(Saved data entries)
--- --- ---

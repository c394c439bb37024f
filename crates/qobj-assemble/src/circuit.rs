//! Lowering of a circuit into one wire experiment.

use qobj_ir::{ClassicalCondition, Circuit, Clbit, Instruction, InstructionKind, Param, Qubit};
use rustc_hash::FxHashMap;
use std::hash::Hash;

use crate::error::{AssembleError, AssembleResult};
use crate::qobj::{
    ExperimentHeader, QasmParams, QasmQobjExperiment, QasmQobjExperimentConfig,
    QasmQobjInstruction, QobjConditional,
};

/// Global bit numbering of one circuit.
///
/// Qubits are numbered by their position in the concatenation of the
/// quantum registers in declaration order; classical bits likewise give
/// memory slot numbers.
#[derive(Debug, Clone)]
pub struct BitLayout {
    qubit_labels: Vec<(String, u32)>,
    clbit_labels: Vec<(String, u32)>,
    qubits: FxHashMap<Qubit, u32>,
    clbits: FxHashMap<Clbit, u32>,
}

impl BitLayout {
    /// Number the bits of `circuit`.
    pub fn new(circuit: &Circuit) -> Self {
        let qubit_labels: Vec<_> = circuit
            .qregs()
            .iter()
            .flat_map(|reg| (0..reg.size).map(move |i| (reg.name.clone(), i)))
            .collect();
        let clbit_labels: Vec<_> = circuit
            .cregs()
            .iter()
            .flat_map(|reg| (0..reg.size).map(move |i| (reg.name.clone(), i)))
            .collect();
        let qubits = first_positions(circuit.qubits());
        let clbits = first_positions(circuit.clbits());
        Self {
            qubit_labels,
            clbit_labels,
            qubits,
            clbits,
        }
    }

    /// Global index of `qubit`.
    pub fn qubit(&self, qubit: &Qubit) -> Option<u32> {
        self.qubits.get(qubit).copied()
    }

    /// Memory slot of `clbit`.
    pub fn clbit(&self, clbit: &Clbit) -> Option<u32> {
        self.clbits.get(clbit).copied()
    }

    /// `(register, index)` per qubit, in global order.
    pub fn qubit_labels(&self) -> &[(String, u32)] {
        &self.qubit_labels
    }

    /// `(register, index)` per classical bit, in memory slot order.
    pub fn clbit_labels(&self) -> &[(String, u32)] {
        &self.clbit_labels
    }
}

/// Position of each bit; a repeated bit keeps its first position.
fn first_positions<B: Eq + Hash>(bits: impl Iterator<Item = B>) -> FxHashMap<B, u32> {
    let mut positions = FxHashMap::default();
    for (bit, i) in bits.zip(0..) {
        positions.entry(bit).or_insert(i);
    }
    positions
}

/// Lower `circuit` into an experiment.
pub fn assemble_circuit(circuit: &Circuit) -> AssembleResult<QasmQobjExperiment> {
    let layout = BitLayout::new(circuit);
    let n_qubits = layout.qubit_labels.len() as u32;
    let memory_slots = layout.clbit_labels.len() as u32;

    let instructions = circuit
        .data()
        .iter()
        .map(|inst| lower_instruction(circuit, &layout, inst))
        .collect::<AssembleResult<Vec<_>>>()?;

    let header = ExperimentHeader {
        qubit_labels: Some(layout.qubit_labels),
        n_qubits: Some(n_qubits),
        qreg_sizes: Some(
            circuit
                .qregs()
                .iter()
                .map(|r| (r.name.clone(), r.size))
                .collect(),
        ),
        clbit_labels: Some(layout.clbit_labels),
        memory_slots: Some(memory_slots),
        creg_sizes: Some(
            circuit
                .cregs()
                .iter()
                .map(|r| (r.name.clone(), r.size))
                .collect(),
        ),
        name: Some(circuit.name().to_string()),
    };

    Ok(QasmQobjExperiment {
        header,
        config: QasmQobjExperimentConfig {
            n_qubits,
            memory_slots,
            shots: None,
            seed: None,
            extra: serde_json::Map::new(),
        },
        instructions,
    })
}

fn lower_instruction(
    circuit: &Circuit,
    layout: &BitLayout,
    inst: &Instruction,
) -> AssembleResult<QasmQobjInstruction> {
    let mut out = QasmQobjInstruction::new(inst.name());

    if !inst.qubits.is_empty() {
        let qubits = inst
            .qubits
            .iter()
            .map(|q| {
                layout.qubit(q).ok_or_else(|| AssembleError::QubitNotFound {
                    qubit: q.to_string(),
                    circuit: circuit.name().to_string(),
                })
            })
            .collect::<AssembleResult<Vec<_>>>()?;
        out.qubits = Some(qubits);
    }

    if !inst.clbits.is_empty() {
        let memory = inst
            .clbits
            .iter()
            .map(|c| {
                layout.clbit(c).ok_or_else(|| AssembleError::ClbitNotFound {
                    clbit: c.to_string(),
                    circuit: circuit.name().to_string(),
                })
            })
            .collect::<AssembleResult<Vec<_>>>()?;
        out.memory = Some(memory);
    }

    match &inst.kind {
        InstructionKind::Snapshot {
            label,
            snapshot_type,
        } => {
            out.label = Some(label.clone());
            out.snapshot_type = Some(snapshot_type.clone());
        }
        InstructionKind::Unitary(_) => {
            out.params = lower_params(inst)?;
            out.label = inst.label.clone();
        }
        _ => out.params = lower_params(inst)?,
    }

    if let Some(condition) = &inst.condition {
        out.conditional = Some(lower_condition(circuit, layout, condition)?);
    }

    Ok(out)
}

fn lower_params(inst: &Instruction) -> AssembleResult<Option<QasmParams>> {
    let params = inst.params();
    if let [Param::Matrix(matrix)] = params.as_slice() {
        return Ok(Some(QasmParams::Matrix(matrix.rows().to_vec())));
    }
    if params.is_empty() {
        return Ok(None);
    }

    let values = params
        .iter()
        .map(|p| match p {
            Param::Expr(expr) => Ok(expr.evaluate()?),
            Param::Matrix(_) | Param::Text(_) => Err(AssembleError::Encoding(format!(
                "'{}' mixes matrix or text parameters with other parameters",
                inst.name()
            ))),
        })
        .collect::<AssembleResult<Vec<_>>>()?;
    Ok(Some(QasmParams::Values(values)))
}

/// The mask covers every bit of the register, not only the compared ones.
fn lower_condition(
    circuit: &Circuit,
    layout: &BitLayout,
    condition: &ClassicalCondition,
) -> AssembleResult<QobjConditional> {
    let register = circuit
        .creg(&condition.register)
        .ok_or_else(|| AssembleError::RegisterNotFound {
            register: condition.register.clone(),
            circuit: circuit.name().to_string(),
        })?;

    let mut mask: u128 = 0;
    for clbit in register.clbits() {
        let slot = layout
            .clbit(&clbit)
            .ok_or_else(|| AssembleError::ClbitNotFound {
                clbit: clbit.to_string(),
                circuit: circuit.name().to_string(),
            })?;
        let bit = 1u128.checked_shl(slot).ok_or_else(|| {
            AssembleError::Encoding(format!(
                "condition on '{}' uses memory slot {slot}, beyond the 128-bit mask",
                register.name
            ))
        })?;
        mask |= bit;
    }

    Ok(QobjConditional::equals(mask, condition.value))
}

--- --- ---

◆ Assignment ◆
Could you retype each record exactly as it appears?

◆ Solution to this task ◆
repository c394c439bb37024f
filename crates/qobj-assemble/src/circuit.rs
//! Lowering of a circuit into one wire experiment.

use qobj_ir::{ClassicalCondition, Circuit, Clbit, Instruction, InstructionKind, Param, Qubit};
use rustc_hash::FxHashMap;
use std::hash::Hash;

use crate::error::{AssembleError, AssembleResult};
use crate::qobj::{
    ExperimentHeader, QasmParams, QasmQobjExperiment, QasmQobjExperimentConfig,
    QasmQobjInstruction, QobjConditional,
};

/// Global bit numbering of one circuit.
///
/// Qubits are numbered by their position in the concatenation of the
/// quantum registers in declaration order; classical bits likewise give
/// memory slot numbers.
#[derive(Debug, Clone)]
pub struct BitLayout {
    qubit_labels: Vec<(String, u32)>,
    clbit_labels: Vec<(String, u32)>,
    qubits: FxHashMap<Qubit, u32>,
    clbits: FxHashMap<Clbit, u32>,
}

impl BitLayout {
    /// Number the bits of `circuit`.
    pub fn new(circuit: &Circuit) -> Self {
        let qubit_labels: Vec<_> = circuit
            .qregs()
            .iter()
            .flat_map(|reg| (0..reg.size).map(move |i| (reg.name.clone(), i)))
            .collect();
        let clbit_labels: Vec<_> = circuit
            .cregs()
            .iter()
            .flat_map(|reg| (0..reg.size).map(move |i| (reg.name.clone(), i)))
            .collect();
        let qubits = first_positions(circuit.qubits());
        let clbits = first_positions(circuit.clbits());
        Self {
            qubit_labels,
            clbit_labels,
            qubits,
            clbits,
        }
    }

    /// Global index of `qubit`.
    pub fn qubit(&self, qubit: &Qubit) -> Option<u32> {
        self.qubits.get(qubit).copied()
    }

    /// Memory slot of `clbit`.
    pub fn clbit(&self, clbit: &Clbit) -> Option<u32> {
        self.clbits.get(clbit).copied()
    }

    /// `(register, index)` per qubit, in global order.
    pub fn qubit_labels(&self) -> &[(String, u32)] {
        &self.qubit_labels
    }

    /// `(register, index)` per classical bit, in memory slot order.
    pub fn clbit_labels(&self) -> &[(String, u32)] {
        &self.clbit_labels
    }
}

/// Position of each bit; a repeated bit keeps its first position.
fn first_positions<B: Eq + Hash>(bits: impl Iterator<Item = B>) -> FxHashMap<B, u32> {
    let mut positions = FxHashMap::default();
    for (bit, i) in bits.zip(0..) {
        positions.entry(bit).or_insert(i);
    }
    positions
}

/// Lower `circuit` into an experiment.
pub fn assemble_circuit(circuit: &Circuit) -> AssembleResult<QasmQobjExperiment> {
    let layout = BitLayout::new(circuit);
    let n_qubits = layout.qubit_labels.len() as u32;
    let memory_slots = layout.clbit_labels.len() as u32;

    let instructions = circuit
        .data()
        .iter()
        .map(|inst| lower_instruction(circuit, &layout, inst))
        .collect::<AssembleResult<Vec<_>>>()?;

    let header = ExperimentHeader {
        qubit_labels: Some(layout.qubit_labels),
        n_qubits: Some(n_qubits),
        qreg_sizes: Some(
            circuit
                .qregs()
                .iter()
                .map(|r| (r.name.clone(), r.size))
                .collect(),
        ),
        clbit_labels: Some(layout.clbit_labels),
        memory_slots: Some(memory_slots),
        creg_sizes: Some(
            circuit
                .cregs()
                .iter()
                .map(|r| (r.name.clone(), r.size))
                .collect(),
        ),
        name: Some(circuit.name().to_string()),
    };

    Ok(QasmQobjExperiment {
        header,
        config: QasmQobjExperimentConfig {
            n_qubits,
            memory_slots,
            shots: None,
            seed: None,
            extra: serde_json::Map::new(),
        },
        instructions,
    })
}

fn lower_instruction(
    circuit: &Circuit,
    layout: &BitLayout,
    inst: &Instruction,
) -> AssembleResult<QasmQobjInstruction> {
    let mut out = QasmQobjInstruction::new(inst.name());

    if !inst.qubits.is_empty() {
        let qubits = inst
            .qubits
            .iter()
            .map(|q| {
                layout.qubit(q).ok_or_else(|| AssembleError::QubitNotFound {
                    qubit: q.to_string(),
                    circuit: circuit.name().to_string(),
                })
            })
            .collect::<AssembleResult<Vec<_>>>()?;
        out.qubits = Some(qubits);
    }

    if !inst.clbits.is_empty() {
        let memory = inst
            .clbits
            .iter()
            .map(|c| {
                layout.clbit(c).ok_or_else(|| AssembleError::ClbitNotFound {
                    clbit: c.to_string(),
                    circuit: circuit.name().to_string(),
                })
            })
            .collect::<AssembleResult<Vec<_>>>()?;
        out.memory = Some(memory);
    }

    match &inst.kind {
        InstructionKind::Snapshot {
            label,
            snapshot_type,
        } => {
            out.label = Some(label.clone());
            out.snapshot_type = Some(snapshot_type.clone());
        }
        InstructionKind::Unitary(_) => {
            out.params = lower_params(inst)?;
            out.label = inst.label.clone();
        }
        _ => out.params = lower_params(inst)?,
    }

    if let Some(condition) = &inst.condition {
        out.conditional = Some(lower_condition(circuit, layout, condition)?);
    }

    Ok(out)
}

fn lower_params(inst: &Instruction) -> AssembleResult<Option<QasmParams>> {
    let params = inst.params();
    if let [Param::Matrix(matrix)] = params.as_slice() {
        return Ok(Some(QasmParams::Matrix(matrix.rows().to_vec())));
    }
    if params.is_empty() {
        return Ok(None);
    }

    let values = params
        .iter()
        .map(|p| match p {
            Param::Expr(expr) => Ok(expr.evaluate()?),
            Param::Matrix(_) | Param::Text(_) => Err(AssembleError::Encoding(format!(
                "'{}' mixes matrix or text parameters with other parameters",
                inst.name()
            ))),
        })
        .collect::<AssembleResult<Vec<_>>>()?;
    Ok(Some(QasmParams::Values(values)))
}

/// The mask covers every bit of the register, not only the compared ones.
fn lower_condition(
    circuit: &Circuit,
    layout: &BitLayout,
    condition: &ClassicalCondition,
) -> AssembleResult<QobjConditional> {
    let register = circuit
        .creg(&condition.register)
        .ok_or_else(|| AssembleError::RegisterNotFound {
            register: condition.register.clone(),
            circuit: circuit.name().to_string(),
        })?;

    let mut mask: u128 = 0;
    for clbit in register.clbits() {
        let slot = layout
            .clbit(&clbit)
            .ok_or_else(|| AssembleError::ClbitNotFound {
                clbit: clbit.to_string(),
                circuit: circuit.name().to_string(),
            })?;
        let bit = 1u128.checked_shl(slot).ok_or_else(|| {
            AssembleError::Encoding(format!(
                "condition on '{}' uses memory slot {slot}, beyond the 128-bit mask",
                register.name
            ))
        })?;
        mask |= bit;
    }

    Ok(QobjConditional::equals(mask, condition.value))
}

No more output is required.